Richard Schmalensee, the John C. Head III Dean of the MIT Sloan School of Management, said, "This analysis makes it inescapably clear that in our culture, men and women faculty with outwardly very similar careers are, in effect, working at two different schools. The women are at a much less congenial and supportive Sloan than the men."
"At the Sloan School, we teach future leaders that diversity can strengthen any organization by bringing more perspectives into deliberation and decision-making processes ... As scholars interested in improving organizational performance, we condemn glass ceilings and other forms of discrimination, but the data make it clear that ... as a society we have a long way to go before women are fully equal in the workplace. Now, as people of conscience and as leaders, we must commit ourselves to the difficult but unavoidable task of changing that culture."
SCIENCE
The 1999 report in the School of Science, chaired by Nancy Hopkins, the Amgen Inc. Professor of Biology, was strongly supported by former Dean Robert J. Birgeneau, now the president of the University of Toronto.

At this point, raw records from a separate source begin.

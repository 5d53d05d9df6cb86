//! System prompt building for specialist agents

use tracing::debug;

use crate::types::ChatTurn;

/// Maximum conversation turns folded into the system prompt
const MAX_HISTORY_TURNS: usize = 20;

/// Build a specialist's system prompt from its instructions and the
/// session's recent conversation history.
pub fn build_system_prompt(instructions: &str, history: &[ChatTurn]) -> String {
    let mut prompt = String::new();

    prompt.push_str("# ROLE\n\n");
    prompt.push_str(instructions);
    prompt.push_str("\n\n");

    if !history.is_empty() {
        prompt.push_str("# CONVERSATION SO FAR\n\n");
        let skip = history.len().saturating_sub(MAX_HISTORY_TURNS);
        for turn in history.iter().skip(skip) {
            prompt.push_str(&format!("{}: {}\n", turn.role, turn.content));
        }
        prompt.push_str(
            "\nUse this history to resolve references like \"there\" or \"my trip\" and to \
             fill in details (destination, dates, guest count) the user mentioned earlier.\n\n",
        );
    }

    prompt.push_str("# CURRENT TIME\n\n");
    prompt.push_str(&chrono::Utc::now().to_rfc3339());
    prompt.push_str("\n\n");

    prompt.push_str("# INSTRUCTIONS\n\n");
    prompt.push_str(
        "Always prefer invoking a relevant tool over answering from memory. \
         Summarize tool results clearly and concisely for the traveler.\n",
    );

    debug!("Built system prompt ({} chars)", prompt.len());

    prompt
}
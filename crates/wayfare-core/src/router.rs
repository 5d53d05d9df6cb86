//! Capability routing — the controller's handoff mechanism
//!
//! Analyzes a user request and picks the specialist agent that should handle
//! it: weather, booking, places, or the trip planner. Keyword heuristics run
//! first (fast, free); ambiguous requests can optionally be classified by
//! the LLM. Requests that match no capability fall back to a clarification
//! from the controller.

use anyhow::{Context, Result};
use tracing::debug;

use crate::api::{ApiClient, ApiMessage, ContentBlock, MessageContent};
use crate::types::AgentKind;

/// Outcome of routing a request
#[derive(Debug, Clone, Copy, PartialEq, Eq)]
pub enum Route {
    /// Hand the request to a specialist agent
    Dispatch(AgentKind),
    /// No capability matched — the controller asks the user to narrow down
    Clarify,
}

/// Configuration for the capability router
#[derive(Debug, Clone)]
pub struct RouterConfig {
    /// Whether to use LLM-based classification for ambiguous requests
    pub use_llm_classification: bool,
    /// Whether the router is enabled at all
    pub enabled: bool,
}

impl Default for RouterConfig {
    fn default() -> Self {
        Self {
            use_llm_classification: false, // start with heuristics, cheaper
            enabled: true,
        }
    }
}

/// The controller's clarification reply when no capability matches
pub const CLARIFICATION_MESSAGE: &str = "I can help with weather forecasts, accommodation \
     bookings, places to visit, and trip planning. Could you tell me a bit more about what \
     you're looking for?";

/// Transfer phrase a dispatching controller (or a declining specialist) uses
pub fn transfer_phrase(agent: AgentKind, request: &str) -> String {
    format!(
        "I'll transfer you to the {} agent who can help with {}.",
        agent, request
    )
}

/// Route a request to the appropriate specialist.
///
/// Heuristics first; the LLM is only consulted for requests the heuristics
/// cannot place, and only when enabled.
pub async fn route_request(
    text: &str,
    api: Option<&ApiClient>,
    config: &RouterConfig,
) -> Result<Route> {
    if !config.enabled {
        return Ok(Route::Clarify);
    }

    if let Some(agent) = classify_heuristic(text) {
        debug!("Heuristic routed request to {} agent", agent);
        return Ok(Route::Dispatch(agent));
    }

    if config.use_llm_classification
        && let Some(api) = api
    {
        match classify_with_llm(api, text).await {
            Ok(route) => {
                debug!("LLM routed request as {:?}", route);
                return Ok(route);
            }
            Err(e) => {
                debug!("LLM routing failed, falling back to clarification: {}", e);
            }
        }
    }

    Ok(Route::Clarify)
}

/// Keyword signals per capability. Order within each list does not matter;
/// routing scores the number of distinct hits.
const PLANNER_SIGNALS: &[&str] = &[
    "itinerary",
    "itineraries",
    "plan a trip",
    "plan my trip",
    "trip plan",
    "plan a visit",
    "travel plan",
    "plan for",
    "day trip",
    "multi-day",
    "organize my",
    "days in",
];

const WEATHER_SIGNALS: &[&str] = &[
    "weather",
    "forecast",
    "temperature",
    "rain",
    "raining",
    "snow",
    "snowing",
    "sunny",
    "wind",
    "storm",
    "thunderstorm",
    "heatwave",
    "humidity",
    "cold",
    "umbrella",
    "best days",
];

const BOOKING_SIGNALS: &[&str] = &[
    "hotel",
    "hotels",
    "accommodation",
    "accommodations",
    "book",
    "booking",
    "room",
    "rooms",
    "stay",
    "hostel",
    "apartment",
    "resort",
    "villa",
    "guesthouse",
    "check-in",
    "checkin",
    "checkout",
    "night",
    "nights",
];

const PLACES_SIGNALS: &[&str] = &[
    "restaurant",
    "restaurants",
    "museum",
    "museums",
    "attraction",
    "attractions",
    "places to",
    "things to do",
    "sightseeing",
    "activities",
    "activity",
    "cafe",
    "cafes",
    "bar",
    "bars",
    "park",
    "parks",
    "landmark",
    "gallery",
    "nearby",
    "visit",
];

/// Heuristic-based capability matching (fast, no API call).
///
/// Planner signals win outright: a request like "plan a sunny weekend trip"
/// mentions weather but belongs to the planner, which coordinates the other
/// domains itself.
fn classify_heuristic(text: &str) -> Option<AgentKind> {
    let lower = text.to_lowercase();

    if PLANNER_SIGNALS.iter().any(|s| lower.contains(s)) {
        return Some(AgentKind::Planner);
    }

    let scores = [
        (AgentKind::Booking, count_hits(&lower, BOOKING_SIGNALS)),
        (AgentKind::Weather, count_hits(&lower, WEATHER_SIGNALS)),
        (AgentKind::Places, count_hits(&lower, PLACES_SIGNALS)),
    ];

    let (best, best_score) = scores
        .iter()
        .copied()
        .max_by_key(|(_, score)| *score)
        .unwrap_or((AgentKind::Weather, 0));

    if best_score == 0 {
        return None;
    }

    // A tie between two domains is ambiguous; let the caller decide
    // (LLM classification or clarification).
    let tied = scores
        .iter()
        .filter(|(kind, score)| *score == best_score && *kind != best)
        .count();
    if tied > 0 {
        return None;
    }

    Some(best)
}

fn count_hits(lower: &str, signals: &[&str]) -> usize {
    signals.iter().filter(|s| lower.contains(*s)).count()
}

/// LLM-based capability classification for requests the heuristics cannot place
async fn classify_with_llm(api: &ApiClient, text: &str) -> Result<Route> {
    let classification_prompt = format!(
        "You are the controller of a travel assistant. Route this request to the right \
         specialist. Respond with ONLY one word:\n\
         - WEATHER: weather conditions, forecasts, or weather events\n\
         - BOOKING: accommodation bookings, availability, or hotel details\n\
         - PLACES: discovering places, attractions, or local activities\n\
         - PLANNER: detailed trip planning, itineraries, or travel coordination\n\
         - UNCLEAR: general or ambiguous requests\n\n\
         Request: {}\n\nRoute:",
        text
    );

    let messages = vec![ApiMessage {
        role: "user".to_string(),
        content: MessageContent::Text(classification_prompt),
    }];

    let response = api
        .chat(
            &messages,
            &[],
            "You are a request router. Respond with exactly one word.",
        )
        .await
        .context("Failed to classify request")?;

    let text: String = response
        .content
        .iter()
        .filter_map(|b| {
            if let ContentBlock::Text { text } = b {
                Some(text.as_str())
            } else {
                None
            }
        })
        .collect();

    let trimmed = text.trim().to_uppercase();
    Ok(match trimmed.as_str() {
        "WEATHER" => Route::Dispatch(AgentKind::Weather),
        "BOOKING" => Route::Dispatch(AgentKind::Booking),
        "PLACES" => Route::Dispatch(AgentKind::Places),
        "PLANNER" => Route::Dispatch(AgentKind::Planner),
        _ => Route::Clarify,
    })
}

/// Detect a transfer phrase in a specialist's reply.
///
/// Specialists are instructed to answer in-domain questions themselves and
/// only announce a transfer ("I'll transfer you to the booking agent…") when
/// the request is clearly outside their scope. The assistant honors exactly
/// one such bounce.
pub fn detect_handoff(reply: &str) -> Option<AgentKind> {
    let lower = reply.to_lowercase();
    let marker = "transfer you to the ";
    let start = lower.find(marker)? + marker.len();
    let rest = &lower[start..];
    let target = rest.split_whitespace().next()?;
    AgentKind::from_string(target.trim_matches(|c: char| !c.is_alphanumeric() && c != '_'))
}
//! Session management — each conversation gets its own session with a
//! bounded in-memory history, which is what gives the specialist agents
//! their conversation memory.

use chrono::{DateTime, Utc};
use serde::{Deserialize, Serialize};
use std::collections::HashMap;
use std::sync::Arc;
use tokio::sync::RwLock;
use tracing::{debug, info};

use wayfare_core::types::{ChatTurn, TurnRole};

/// Maximum turns retained per session
const MAX_HISTORY_TURNS: usize = 40;

/// A single chat session
#[derive(Debug, Clone, Serialize, Deserialize)]
pub struct Session {
    pub id: String,
    pub name: String,
    pub created_at: DateTime<Utc>,
    pub last_activity: DateTime<Utc>,
    pub message_count: u64,
    #[serde(skip)]
    pub history: Vec<ChatTurn>,
}

impl Session {
    fn new(id: impl Into<String>, name: impl Into<String>) -> Self {
        let now = Utc::now();
        Self {
            id: id.into(),
            name: name.into(),
            created_at: now,
            last_activity: now,
            message_count: 0,
            history: Vec::new(),
        }
    }
}

/// Manages all active sessions
pub struct SessionManager {
    sessions: Arc<RwLock<HashMap<String, Session>>>,
}

impl SessionManager {
    /// Create a new session manager with a default "main" session
    pub fn new() -> Self {
        let mut sessions = HashMap::new();
        sessions.insert("main".to_string(), Session::new("main", "Main"));
        Self {
            sessions: Arc::new(RwLock::new(sessions)),
        }
    }

    /// List all sessions, most recently active first
    pub async fn list(&self) -> Vec<Session> {
        let sessions = self.sessions.read().await;
        let mut list: Vec<Session> = sessions.values().cloned().collect();
        list.sort_by(|a, b| b.last_activity.cmp(&a.last_activity));
        list
    }

    /// Get a session by ID
    pub async fn get(&self, id: &str) -> Option<Session> {
        let sessions = self.sessions.read().await;
        sessions.get(id).cloned()
    }

    /// Create a new session, returns the session
    pub async fn create(&self, name: &str) -> Session {
        let id = uuid::Uuid::new_v4().to_string();
        let session = Session::new(id.clone(), name);
        let mut sessions = self.sessions.write().await;
        sessions.insert(id.clone(), session.clone());
        info!("Created session '{}' ({})", name, id);
        session
    }

    /// Get a session's conversation history, creating the session on first use
    pub async fn history(&self, session_id: &str) -> Vec<ChatTurn> {
        let mut sessions = self.sessions.write().await;
        sessions
            .entry(session_id.to_string())
            .or_insert_with(|| Session::new(session_id, session_id))
            .history
            .clone()
    }

    /// Append a turn to a session, trimming old history and bumping activity
    pub async fn record_turn(&self, session_id: &str, role: TurnRole, content: &str) {
        let mut sessions = self.sessions.write().await;
        let session = sessions
            .entry(session_id.to_string())
            .or_insert_with(|| Session::new(session_id, session_id));

        session.history.push(ChatTurn {
            role,
            content: content.to_string(),
        });
        if session.history.len() > MAX_HISTORY_TURNS {
            let excess = session.history.len() - MAX_HISTORY_TURNS;
            session.history.drain(..excess);
        }
        session.last_activity = Utc::now();
        session.message_count += 1;
        debug!(
            "Session '{}' activity (messages: {})",
            session_id, session.message_count
        );
    }

    /// Number of active sessions
    pub async fn count(&self) -> usize {
        self.sessions.read().await.len()
    }
}

impl Default for SessionManager {
    fn default() -> Self {
        Self::new()
    }
}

The current dean, Robert J. Silbey, commented in the 2002 report, "The energy and commitment of our women faculty initiated fundamental changes in the School of Science. To honor their bravery and tenacity, we must pursue with equal energy and determination the unfinished agenda. We have a great deal to accomplish before true equality and equal treatment are achieved."
Silbey noted that in 2002, six women hold important administrative positions, including directors of labs or centers, in the School of Science. "Their voices are being heard," Silbey said. No women held such positions in 1994 when the study began,
The Committees on the Status of Women Faculty, along with the Council on Faculty Diversity and the MIT Council on Family and Work, will continue to monitor equity issues at the Institute.
A version of this article appeared in MIT Tech Talk on March 20, 2002.